In Review

The Premonitions Bureau by Sam Knight: an ‘endlessly readable’ book

Story explores psychic ‘precognition’ surrounding 1966 Aberfan disaster

In October 1966, a ten-year-old Welsh girl named Eryl Mai Jones told her mother of a disturbing dream, in which “something black” had covered her school, said Steven Poole in The Daily Telegraph. The next day, she was one of 144 people killed in the Aberfan disaster – caused when a coal-slurry tip on top of a hill collapsed and buried the mining village below.

In the wake of the tragedy, a “maverick psychiatrist” named John Barker visited Aberfan and discovered that Eryl Mai wasn’t alone in having foreseen it: several other people had had similar premonitions.
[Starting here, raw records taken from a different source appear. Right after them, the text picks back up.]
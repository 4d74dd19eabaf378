/// Statistics produced by a single training epoch.
#[derive(Debug, Clone, Copy, Default, PartialEq, Eq)]
pub struct EpochStats {
    epoch: usize,
    right_recognized: usize,
    samples: usize,
}

impl EpochStats {
    /// Creates a new `EpochStats`.
    ///
    /// # Arguments
    /// * `epoch` - The epoch number, starting at 1.
    /// * `right_recognized` - Examples whose predicted class matched their label.
    /// * `samples` - Examples seen during the epoch.
    pub fn new(epoch: usize, right_recognized: usize, samples: usize) -> Self {
        Self {
            epoch,
            right_recognized,
            samples,
        }
    }

    pub fn epoch(&self) -> usize {
        self.epoch
    }

    /// Returns the amount of examples recognized before their own weight update.
    pub fn right_recognized(&self) -> usize {
        self.right_recognized
    }

    pub fn samples(&self) -> usize {
        self.samples
    }

    /// Returns the percentage of right recognized examples, or 0 if there were none.
    pub fn accuracy(&self) -> f32 {
        if self.samples == 0 {
            return 0.;
        }

        self.right_recognized as f32 * 100. / self.samples as f32
    }
}
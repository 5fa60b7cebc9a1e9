//! Roomscan Capture - Sensor frame delivery
//!
//! This crate provides implementations of the `FrameSource` trait for
//! feeding a scanning session with synchronized depth+color frames:
//!
//! - Recorded session replay from disk
//! - Deterministic synthetic frames for demos and tests
//!
//! IMU samples travel on their own delivery context; the shared [`ImuCell`]
//! keeps the most recent sample for last-value reads from the frame loop.
//!
//! ## Example
//!
//! ```ignore
//! use roomscan_capture::{FrameSource, SyntheticCapture};
//!
//! let mut sensor = SyntheticCapture::new(640, 480);
//! while let Some(frame) = sensor.next_frame()? {
//!     // Process frame...
//! }
//! ```

mod color;
mod imu;
mod replay;
mod source;
mod synthetic;

pub use color::color_image_from_rgb;
pub use imu::{ImuCell, ImuSample};
pub use replay::ReplayCapture;
pub use source::{CaptureError, FrameSource};
pub use synthetic::SyntheticCapture;
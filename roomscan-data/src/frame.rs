//! Synchronized sensor frames: color, depth, intrinsics, gravity.

use glam::Vec3;
use serde::{Deserialize, Serialize};
use thiserror::Error;

/// Errors raised when assembling frame images from raw planes.
#[derive(Debug, Error)]
pub enum FrameError {
    #[error("image dimensions {width}x{height} must be even for 4:2:0 chroma")]
    OddDimensions { width: u32, height: u32 },

    #[error("{plane} plane holds {actual} bytes, expected {expected}")]
    PlaneSizeMismatch {
        plane: &'static str,
        actual: usize,
        expected: usize,
    },

    #[error("depth plane holds {actual} samples, expected {expected}")]
    DepthSizeMismatch { actual: usize, expected: usize },
}

/// Pinhole intrinsics of the color camera, with radial distortion terms for
/// the undistortion shader.
#[derive(Debug, Clone, Copy, PartialEq, Serialize, Deserialize)]
pub struct Intrinsics {
    pub width: u32,
    pub height: u32,
    pub fx: f32,
    pub fy: f32,
    pub cx: f32,
    pub cy: f32,
    #[serde(default)]
    pub k1: f32,
    #[serde(default)]
    pub k2: f32,
}

impl Intrinsics {
    /// Horizontal field of view in radians.
    pub fn fov_x(&self) -> f32 {
        2.0 * (self.width as f32 / (2.0 * self.fx)).atan()
    }

    pub fn aspect_ratio(&self) -> f32 {
        self.width as f32 / self.height as f32
    }
}

/// Bi-planar YCbCr 4:2:0 color image: a full-resolution luma plane and a
/// half-resolution interleaved CbCr plane, matching what the texture
/// pipeline uploads.
#[derive(Debug, Clone)]
pub struct ColorImage {
    width: u32,
    height: u32,
    luma: Vec<u8>,
    chroma: Vec<u8>,
}

impl ColorImage {
    pub fn new(width: u32, height: u32, luma: Vec<u8>, chroma: Vec<u8>) -> Result<Self, FrameError> {
        if width % 2 != 0 || height % 2 != 0 {
            return Err(FrameError::OddDimensions { width, height });
        }
        let luma_len = (width * height) as usize;
        if luma.len() != luma_len {
            return Err(FrameError::PlaneSizeMismatch {
                plane: "luma",
                actual: luma.len(),
                expected: luma_len,
            });
        }
        let chroma_len = (width / 2 * (height / 2) * 2) as usize;
        if chroma.len() != chroma_len {
            return Err(FrameError::PlaneSizeMismatch {
                plane: "chroma",
                actual: chroma.len(),
                expected: chroma_len,
            });
        }
        Ok(Self {
            width,
            height,
            luma,
            chroma,
        })
    }

    pub fn dimensions(&self) -> (u32, u32) {
        (self.width, self.height)
    }

    pub fn luma_plane(&self) -> &[u8] {
        &self.luma
    }

    /// Interleaved CbCr samples at half resolution.
    pub fn chroma_plane(&self) -> &[u8] {
        &self.chroma
    }

    pub fn chroma_dimensions(&self) -> (u32, u32) {
        (self.width / 2, self.height / 2)
    }
}

/// Depth image in meters, registered to the color viewpoint.
#[derive(Debug, Clone)]
pub struct DepthImage {
    width: u32,
    height: u32,
    data: Vec<f32>,
}

impl DepthImage {
    pub fn new(width: u32, height: u32, data: Vec<f32>) -> Result<Self, FrameError> {
        let expected = (width * height) as usize;
        if data.len() != expected {
            return Err(FrameError::DepthSizeMismatch {
                actual: data.len(),
                expected,
            });
        }
        Ok(Self {
            width,
            height,
            data,
        })
    }

    pub fn dimensions(&self) -> (u32, u32) {
        (self.width, self.height)
    }

    pub fn samples(&self) -> &[f32] {
        &self.data
    }

    /// Depth at a pixel, or None outside the image or where the sensor
    /// reported no return.
    pub fn depth_at(&self, x: u32, y: u32) -> Option<f32> {
        if x >= self.width || y >= self.height {
            return None;
        }
        let value = self.data[(y * self.width + x) as usize];
        value.is_finite().then_some(value)
    }
}

/// One synchronized depth+color frame with the IMU gravity estimate that was
/// current at capture time.
///
/// Immutable once produced; owned by the pipeline stage currently processing
/// it and only retained further when promoted to a keyframe.
#[derive(Debug, Clone)]
pub struct SensorFrame {
    pub timestamp: f64,
    pub color: ColorImage,
    pub depth: DepthImage,
    pub intrinsics: Intrinsics,
    pub gravity: Vec3,
}

impl SensorFrame {
    pub fn dimensions(&self) -> (u32, u32) {
        self.color.dimensions()
    }
}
To Barker, it seemed that psychic “precognition might be as common in the general population as left-handedness” – and this belief led him to found a “bureau” to solicit premonitions from the public. Sam Knight first wrote about Barker in a 2019 New Yorker article. Now he has expanded that piece into “a short book which is long on period atmosphere and enjoyably gratuitous detail”.

Opened in January 1967, the Premonitions Bureau was a collaboration between Barker and Peter Fairley, the science editor of the London Evening Standard. Over the next year and a half, the bureau received hundreds of premonitions, the vast majority of which proved bogus.

But Barker’s efforts did unearth a couple of “human seismometers”, with a seeming knack for prophesying calamity, said Johanna Thomas-Corr in The Sunday Times. Between them, Kathleen Middleton, a London ballet teacher, and Alan Hencher, a post office telephone operator, accurately “predicted a train derailment, two plane crashes, the first death of an astronaut and Robert F. Kennedy’s assassination”. Both also predicted the event that ultimately led to the bureau’s closure: Barker’s death, from an aneurysm, in August 1968.

The goal behind the Premonitions Bureau was to use the nation’s “dreams and visions” to create a “warning service analogous to a government seismology or meteorology bureau”, said Mike Jay in Literary Review. Such an aim, Knight shows, was never realistic, not least because of the “Jonah quandary” – the fact that a prophecy ceases to be accurate if the event in question is prevented from occurring.

While this is a “story of failure”, Knight relates it with “wit and intelligence”. And wisely, he doesn’t sneer at Barker, but treats him as a “questing intellect” deserving of respect, said Anthony Cummins in The Observer. Fizzing with ideas and “doggedly chased-down detail”, this is an “endlessly readable” book.